Le Mondial désastreux en Russie a toutefois permis à l’Argentine de repartir de zéro, avec son homonyme Lionel Scaloni à la tête de la sélection. Humble et intelligent, l’ancien joueur du Deportivo La Corogne et de la Lazio a bâti une véritable armée autour de Messi. Tous ses coéquipiers étaient prêts à traverser le feu pour lui, et les succès ininterrompus de 2021 à 2024 ont enfin forgé la légende tant attendue.
Pas d’héritier au trône ?
L’événement mondial en Amérique du Nord a à la fois prolongé et dilué la légende. Car malgré ses chiffres incroyables – huit buts et quatre passes décisives – le dernier acte semblait inévitable. À 39 ans, personne ne pouvait attendre de miracles sur le plan physique, mais sa supériorité technique l’a encore porté.
Ses deux passes décisives en demi-finale contre l’Angleterre ont marqué ses adieux, car face à l’Espagne, Messi a été emporté par la tempête. Et ces quelques éclairs n’ont pas suffi à allumer la moindre étincelle.

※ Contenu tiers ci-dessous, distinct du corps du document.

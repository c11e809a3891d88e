mod render;

use std::fmt;
use std::sync::Arc;
use std::time::Duration;

use proficiency_core::StaticQuestionBank;
use proficiency_core::model::Choice;
use services::{
    Clock, GeminiClient, GeminiConfig, GeminiGenerator, GenerationPlan, SessionError, TestSession,
};
use tokio::io::{AsyncBufReadExt, BufReader, Lines, Stdin};
use tracing::{info, warn};

#[derive(Debug, PartialEq, Eq)]
enum ArgsError {
    MissingValue { flag: &'static str },
    UnknownArg(String),
    InvalidDeadline { raw: String },
}

impl fmt::Display for ArgsError {
    fn fmt(&self, f: &mut fmt::Formatter<'_>) -> fmt::Result {
        match self {
            ArgsError::MissingValue { flag } => write!(f, "{flag} requires a value"),
            ArgsError::UnknownArg(arg) => write!(f, "unknown argument: {arg}"),
            ArgsError::InvalidDeadline { raw } => write!(f, "invalid --deadline value: {raw}"),
        }
    }
}

impl std::error::Error for ArgsError {}

fn require_value(
    args: &mut impl Iterator<Item = String>,
    flag: &'static str,
) -> Result<String, ArgsError> {
    args.next().ok_or(ArgsError::MissingValue { flag })
}

fn print_usage() {
    eprintln!("Usage:");
    eprintln!("  cargo run -p app -- [--offline] [--translate] [--deadline <secs>]");
    eprintln!();
    eprintln!("Options:");
    eprintln!("  --offline          use the built-in question set, no AI calls");
    eprintln!("  --translate        also show the report in Turkish");
    eprintln!("  --deadline <secs>  per-call limit for AI requests (default 45)");
    eprintln!();
    eprintln!("Environment:");
    eprintln!("  GEMINI_API_KEY, PROFICIENCY_AI_BASE_URL, PROFICIENCY_AI_MODEL,");
    eprintln!("  PROFICIENCY_AI_TIMEOUT_SECS, RUST_LOG");
}

#[derive(Debug, Default, PartialEq, Eq)]
struct Args {
    offline: bool,
    translate: bool,
    deadline: Option<Duration>,
    help: bool,
}

impl Args {
    fn parse(args: impl IntoIterator<Item = String>) -> Result<Self, ArgsError> {
        let mut parsed = Self::default();
        let mut args = args.into_iter();
        while let Some(arg) = args.next() {
            match arg.as_str() {
                "--offline" => parsed.offline = true,
                "--translate" => parsed.translate = true,
                "--deadline" => {
                    let value = require_value(&mut args, "--deadline")?;
                    let secs: u64 = value
                        .trim()
                        .parse()
                        .ok()
                        .filter(|secs| *secs > 0)
                        .ok_or_else(|| ArgsError::InvalidDeadline { raw: value.clone() })?;
                    parsed.deadline = Some(Duration::from_secs(secs));
                }
                "--help" | "-h" => parsed.help = true,
                _ => return Err(ArgsError::UnknownArg(arg)),
            }
        }
        Ok(parsed)
    }
}

enum Input {
    Answer(Choice),
    Next,
    Previous,
    Finish,
    Quit,
    Unknown,
}

impl Input {
    fn parse(line: &str) -> Self {
        match line.trim() {
            "n" => Input::Next,
            "p" => Input::Previous,
            "f" => Input::Finish,
            "q" => Input::Quit,
            other => other
                .parse::<u8>()
                .ok()
                .and_then(|n| n.checked_sub(1))
                .and_then(|n| Choice::new(n).ok())
                .map_or(Input::Unknown, Input::Answer),
        }
    }
}

async fn read_line(lines: &mut Lines<BufReader<Stdin>>) -> Result<Option<String>, std::io::Error> {
    lines.next_line().await
}

async fn run() -> Result<(), Box<dyn std::error::Error>> {
    let args = Args::parse(std::env::args().skip(1)).map_err(|e| {
        eprintln!("{e}");
        print_usage();
        e
    })?;
    if args.help {
        print_usage();
        return Ok(());
    }

    let config = if args.offline {
        None
    } else {
        GeminiConfig::from_env()
    };
    if config.is_none() && !args.offline {
        warn!("GEMINI_API_KEY not set, running with the built-in question set");
    }
    let generator = Arc::new(GeminiGenerator::new(GeminiClient::new(config)));

    let mut plan = GenerationPlan::default();
    if let Some(deadline) = args.deadline {
        plan = plan.with_call_deadline(deadline);
    }

    // Only the embedded data can make startup fail.
    let bank = Arc::new(StaticQuestionBank::embedded()?);
    let mut session = TestSession::new(generator, bank, Clock::default()).with_plan(plan);

    println!("Preparing your English proficiency test...");
    session.generate_test().await?;
    let stats = session.statistics();
    println!(
        "{} questions ({} grammar, {} reading){}",
        stats.total,
        stats.grammar,
        stats.reading,
        if session.is_offline() {
            " · offline demo"
        } else {
            ""
        }
    );
    render::print_help();

    let mut lines = BufReader::new(tokio::io::stdin()).lines();
    loop {
        let Some(question) = session.current_question() else {
            return Err(SessionError::NoCurrentQuestion.into());
        };
        render::print_question(&session, question);

        let Some(line) = read_line(&mut lines).await? else {
            info!("input closed, leaving test");
            return Ok(());
        };
        match Input::parse(&line) {
            Input::Answer(choice) => {
                session.answer_question(choice)?;
                if !session.next_question() && session.is_complete() {
                    println!("All questions answered. Type f to finish.");
                }
            }
            Input::Next => {
                if !session.next_question() {
                    println!("This is the last question.");
                }
            }
            Input::Previous => {
                if !session.previous_question() {
                    println!("This is the first question.");
                }
            }
            Input::Finish => match session.finish_test().await {
                Ok(outcome) => {
                    render::print_outcome(&outcome);
                    render::print_report(&outcome.report);
                    if args.translate && !outcome.is_offline() {
                        match session.translate_report(&outcome.report).await {
                            Ok(translated) => {
                                println!();
                                println!("══════ Türkçe ══════");
                                render::print_report(&translated);
                            }
                            Err(err) => warn!(error = %err, "translation failed"),
                        }
                    }
                    return Ok(());
                }
                Err(SessionError::Incomplete { unanswered }) => {
                    println!("{unanswered} question(s) still unanswered.");
                }
                Err(err) => return Err(err.into()),
            },
            Input::Quit => return Ok(()),
            Input::Unknown => render::print_help(),
        }
    }
}

#[tokio::main]
async fn main() {
    let _ = dotenvy::dotenv();
    let _ = tracing_subscriber::fmt()
        .with_env_filter(
            tracing_subscriber::EnvFilter::try_from_default_env()
                .unwrap_or_else(|_| tracing_subscriber::EnvFilter::new("info")),
        )
        .with_writer(std::io::stderr)
        .try_init();

    if let Err(err) = run().await {
        eprintln!("{err}");
        std::process::exit(2);
    }
}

Son armoire à trophées est celle d’un champion que l’on ne reverra sans doute pas évoluer à un tel niveau avant longtemps, même si, ces dernières saisons, son passage au PSG puis son départ aux États-Unis lui ont permis de gérer son énergie et de se concentrer sur la sélection, où il avait encore des comptes à régler.
La réalité, c’est qu’après lui, l’Argentine cherchera un nouveau numéro 10 pour porter la responsabilité et la pression. Et pour l’instant, aucun talent venu d’ailleurs ne se profile à l’horizon.
Nico Paz a 22 ans et est titulaire à Côme, tandis que Franco Mastantuono a jusqu’ici déçu et cherche à se relancer à la Fiorentina. Claudio Echeverri avait fait sensation il y a deux ans, mais l’an dernier, il a été relégué en deuxième division avec Girona en Espagne.
Il n’y a pas lieu de se précipiter ni de rêver à l’impossible, car il n’y aura pas un autre Messi, tout comme il n’y a pas eu un autre Maradona, qui a défié tout et tout le monde pour devenir le plus grand sans jamais jouer dans un club géant.
Mais le talent ne manque pas en Argentine. Là-bas, les enfants continuent de jouer au football dans la rue. Et ce, malgré une crise économique qui décime la classe moyenne et écrase les plus démunis.
Tant que l’enthousiasme ne sera pas étouffé par le business, de La Quiaca à Ushuaia, des Andes à l’Atlantique, il est permis de continuer à rêver.